기계학습

의사결정나무
Author
Affiliation
이광춘

한국R사용자회

Published

January 2, 2023

1 시각화

library(tidyverse)
library(tidymodels)
library(parttree)
library(palmerpenguins)
library(ggparty)

# 데이터셋
penguins_tbl <- penguins %>% 
  na.omit()

# 기계학습모형
penguins_dt <- 
  decision_tree() %>%
  set_engine("rpart") %>%
  set_mode("classification") %>%
  fit(species ~ flipper_length_mm + bill_length_mm, data = penguins_tbl)

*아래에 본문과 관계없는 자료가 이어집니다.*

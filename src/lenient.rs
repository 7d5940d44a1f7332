//! Tolerant field decoders for platform JSON.
//!
//! Payloads from the tracking platform and the local store are not always
//! complete. These turn null, missing or mistyped scalars into a neutral
//! value so one bad record never fails a whole batch.

use serde::de::{self, Deserializer, IgnoredAny, MapAccess, SeqAccess, Visitor};
use serde::Deserialize;
use std::fmt;

/// Deserializes `null` as `T::default()`.
pub(crate) fn null_as_default<'de, D, T>(deserializer: D) -> Result<T, D::Error>
where
    D: Deserializer<'de>,
    T: Default + Deserialize<'de>,
{
    Ok(Option::<T>::deserialize(deserializer)?.unwrap_or_default())
}

/// Default for a missing coordinate.
pub(crate) fn nan() -> f64 {
    f64::NAN
}

/// Reads a coordinate. Numeric strings are parsed; anything else is NaN.
pub(crate) fn coordinate<'de, D>(deserializer: D) -> Result<f64, D::Error>
where
    D: Deserializer<'de>,
{
    deserializer.deserialize_any(CoordinateVisitor)
}

/// Reads an integer id. Integral floats and numeric strings are accepted;
/// anything else is `None`.
pub(crate) fn id<'de, D>(deserializer: D) -> Result<Option<i64>, D::Error>
where
    D: Deserializer<'de>,
{
    deserializer.deserialize_any(IdVisitor)
}

fn drain_map<'de, A: MapAccess<'de>>(mut map: A) -> Result<(), A::Error> {
    while map.next_entry::<IgnoredAny, IgnoredAny>()?.is_some() {}
    Ok(())
}

fn drain_seq<'de, A: SeqAccess<'de>>(mut seq: A) -> Result<(), A::Error> {
    while seq.next_element::<IgnoredAny>()?.is_some() {}
    Ok(())
}

struct CoordinateVisitor;

impl<'de> Visitor<'de> for CoordinateVisitor {
    type Value = f64;

    fn expecting(&self, f: &mut fmt::Formatter) -> fmt::Result {
        f.write_str("a coordinate in degrees")
    }

    fn visit_f64<E: de::Error>(self, v: f64) -> Result<f64, E> {
        Ok(v)
    }

    fn visit_i64<E: de::Error>(self, v: i64) -> Result<f64, E> {
        Ok(v as f64)
    }

    fn visit_u64<E: de::Error>(self, v: u64) -> Result<f64, E> {
        Ok(v as f64)
    }

    fn visit_str<E: de::Error>(self, v: &str) -> Result<f64, E> {
        Ok(v.trim().parse().unwrap_or(f64::NAN))
    }

    fn visit_bool<E: de::Error>(self, _: bool) -> Result<f64, E> {
        Ok(f64::NAN)
    }

    fn visit_unit<E: de::Error>(self) -> Result<f64, E> {
        Ok(f64::NAN)
    }

    fn visit_none<E: de::Error>(self) -> Result<f64, E> {
        Ok(f64::NAN)
    }

    fn visit_some<D: Deserializer<'de>>(self, d: D) -> Result<f64, D::Error> {
        d.deserialize_any(self)
    }

    fn visit_map<A: MapAccess<'de>>(self, map: A) -> Result<f64, A::Error> {
        drain_map(map)?;
        Ok(f64::NAN)
    }

    fn visit_seq<A: SeqAccess<'de>>(self, seq: A) -> Result<f64, A::Error> {
        drain_seq(seq)?;
        Ok(f64::NAN)
    }
}

struct IdVisitor;

impl<'de> Visitor<'de> for IdVisitor {
    type Value = Option<i64>;

    fn expecting(&self, f: &mut fmt::Formatter) -> fmt::Result {
        f.write_str("an integer id")
    }

    fn visit_i64<E: de::Error>(self, v: i64) -> Result<Option<i64>, E> {
        Ok(Some(v))
    }

    fn visit_u64<E: de::Error>(self, v: u64) -> Result<Option<i64>, E> {
        Ok(i64::try_from(v).ok())
    }

    fn visit_f64<E: de::Error>(self, v: f64) -> Result<Option<i64>, E> {
        // JS numbers arrive as f64; only exact integers in range count.
        if v.is_finite() && v.fract() == 0.0 && v.abs() < 9_007_199_254_740_992.0 {
            Ok(Some(v as i64))
        } else {
            Ok(None)
        }
    }

    fn visit_str<E: de::Error>(self, v: &str) -> Result<Option<i64>, E> {
        Ok(v.trim().parse().ok())
    }

    fn visit_bool<E: de::Error>(self, _: bool) -> Result<Option<i64>, E> {
        Ok(None)
    }

    fn visit_unit<E: de::Error>(self) -> Result<Option<i64>, E> {
        Ok(None)
    }

    fn visit_none<E: de::Error>(self) -> Result<Option<i64>, E> {
        Ok(None)
    }

    fn visit_some<D: Deserializer<'de>>(self, d: D) -> Result<Option<i64>, D::Error> {
        d.deserialize_any(self)
    }

    fn visit_map<A: MapAccess<'de>>(self, map: A) -> Result<Option<i64>, A::Error> {
        drain_map(map)?;
        Ok(None)
    }

    fn visit_seq<A: SeqAccess<'de>>(self, seq: A) -> Result<Option<i64>, A::Error> {
        drain_seq(seq)?;
        Ok(None)
    }
}
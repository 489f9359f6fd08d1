use thiserror::Error;

/// Which input map an error refers to.
#[derive(Debug, Clone, Copy, PartialEq, Eq)]
pub enum Side {
    Target,
    Source,
}

impl std::fmt::Display for Side {
    fn fmt(&self, f: &mut std::fmt::Formatter<'_>) -> std::fmt::Result {
        match self {
            Side::Target => write!(f, "target"),
            Side::Source => write!(f, "source"),
        }
    }
}

#[derive(Error, Debug, Clone, Copy, PartialEq)]
/// Error types for the **stem-register** registration engine
pub enum RegistrationError {
    #[error("{side} map has only {count} stem(s) after pruning, need at least 3")]
    InsufficientStems { side: Side, count: usize },
    #[error("no candidate pair of triplets survived the diameter/edge pre-filter")]
    NoCandidatePairs,
}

1.1 펭귄종 분류 - Decision Boundary

# 시각화
penguins_tbl %>%
  ggplot(aes(x = flipper_length_mm, y = bill_length_mm)) +
  # geom_jitter(aes(col=species), alpha=0.7) +
  geom_point(aes(color = species)) +
  geom_parttree(data = penguins_dt, aes(fill=species), alpha = 0.1,
                flipaxes = FALSE) +
  scale_color_manual(values = c("Adelie"  = "blue",
                              "Chinstrap" = "darkgreen",
                              "Gentoo" = "black")) +
  scale_fill_manual(values = c("Adelie"  = "blue",
                              "Chinstrap" = "darkgreen",
                              "Gentoo" = "black")) +  
  theme_minimal()

1.2 펭귄 종 분류

library(rpart)

rpart_fit <- rpart(species ~ flipper_length_mm + bill_length_mm, 
                   data = penguins_tbl)

partykit::as.party(rpart_fit) %>% 
  ggparty() +
    geom_edge(size = 1.5) +
    geom_edge_label(colour = "gray30", size = 6) +
    geom_node_splitvar() +
    geom_node_plot(gglist = list(geom_bar(aes(x   = species,
                                              fill = species),
                                              alpha = 0.8),
                                theme_bw(base_size = 15),
                                scale_fill_manual(values = c("Adelie"  = "blue",
                                                            "Chinstrap" = "darkgreen",
                                                            "Gentoo" = "black")),
                                labs(x = "",
                                     y = "펭귄 개체수",
                                     fill = "펭귄 종")
                                ),
                    shared_axis_labels = TRUE,
                    legend_separator = TRUE
                  ) +
    geom_node_label(aes(label = paste0("노드 ", id, ", 펭귄수 = ", nodesize)),
                    fontface = "bold",
                    ids = "terminal",
                    size = 5, 
                    nudge_y = 0.01) +
    theme(legend.position = "none")